_PROBLEM DETAILS_:
Copy the records below exactly. Include all of them.

── RECORDS PROVIDED ──

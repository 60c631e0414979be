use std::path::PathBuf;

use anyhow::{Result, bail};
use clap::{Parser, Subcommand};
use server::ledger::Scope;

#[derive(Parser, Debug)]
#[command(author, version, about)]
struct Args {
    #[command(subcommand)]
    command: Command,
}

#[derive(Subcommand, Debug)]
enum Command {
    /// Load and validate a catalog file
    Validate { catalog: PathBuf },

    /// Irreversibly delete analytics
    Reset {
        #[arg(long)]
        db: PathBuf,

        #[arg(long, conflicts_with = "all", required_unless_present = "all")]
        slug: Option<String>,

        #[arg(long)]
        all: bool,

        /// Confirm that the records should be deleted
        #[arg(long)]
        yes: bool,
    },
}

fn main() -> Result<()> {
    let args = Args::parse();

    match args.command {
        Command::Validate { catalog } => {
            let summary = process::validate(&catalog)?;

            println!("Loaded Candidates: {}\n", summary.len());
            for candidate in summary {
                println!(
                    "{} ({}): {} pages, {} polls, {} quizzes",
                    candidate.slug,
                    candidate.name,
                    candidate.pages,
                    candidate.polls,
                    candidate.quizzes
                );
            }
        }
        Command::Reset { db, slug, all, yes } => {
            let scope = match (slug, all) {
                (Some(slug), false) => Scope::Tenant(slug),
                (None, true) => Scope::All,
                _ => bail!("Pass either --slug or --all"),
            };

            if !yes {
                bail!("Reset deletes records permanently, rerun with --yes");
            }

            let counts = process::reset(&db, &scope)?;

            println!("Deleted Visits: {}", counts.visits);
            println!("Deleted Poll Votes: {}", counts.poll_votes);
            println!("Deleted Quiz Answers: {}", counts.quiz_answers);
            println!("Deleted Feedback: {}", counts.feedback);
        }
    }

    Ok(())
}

───

_ANSWER SPACE_:
repository 60c631e0414979be
use std::path::PathBuf;

use anyhow::{Result, bail};
use clap::{Parser, Subcommand};
use server::ledger::Scope;

#[derive(Parser, Debug)]
#[command(author, version, about)]
struct Args {
    #[command(subcommand)]
    command: Command,
}

#[derive(Subcommand, Debug)]
enum Command {
    /// Load and validate a catalog file
    Validate { catalog: PathBuf },

    /// Irreversibly delete analytics
    Reset {
        #[arg(long)]
        db: PathBuf,

        #[arg(long, conflicts_with = "all", required_unless_present = "all")]
        slug: Option<String>,

        #[arg(long)]
        all: bool,

        /// Confirm that the records should be deleted
        #[arg(long)]
        yes: bool,
    },
}

fn main() -> Result<()> {
    let args = Args::parse();

    match args.command {
        Command::Validate { catalog } => {
            let summary = process::validate(&catalog)?;

            println!("Loaded Candidates: {}\n", summary.len());
            for candidate in summary {
                println!(
                    "{} ({}): {} pages, {} polls, {} quizzes",
                    candidate.slug,
                    candidate.name,
                    candidate.pages,
                    candidate.polls,
                    candidate.quizzes
                );
            }
        }
        Command::Reset { db, slug, all, yes } => {
            let scope = match (slug, all) {
                (Some(slug), false) => Scope::Tenant(slug),
                (None, true) => Scope::All,
                _ => bail!("Pass either --slug or --all"),
            };

            if !yes {
                bail!("Reset deletes records permanently, rerun with --yes");
            }

            let counts = process::reset(&db, &scope)?;

            println!("Deleted Visits: {}", counts.visits);
            println!("Deleted Poll Votes: {}", counts.poll_votes);
            println!("Deleted Quiz Answers: {}", counts.quiz_answers);
            println!("Deleted Feedback: {}", counts.feedback);
        }
    }

    Ok(())
}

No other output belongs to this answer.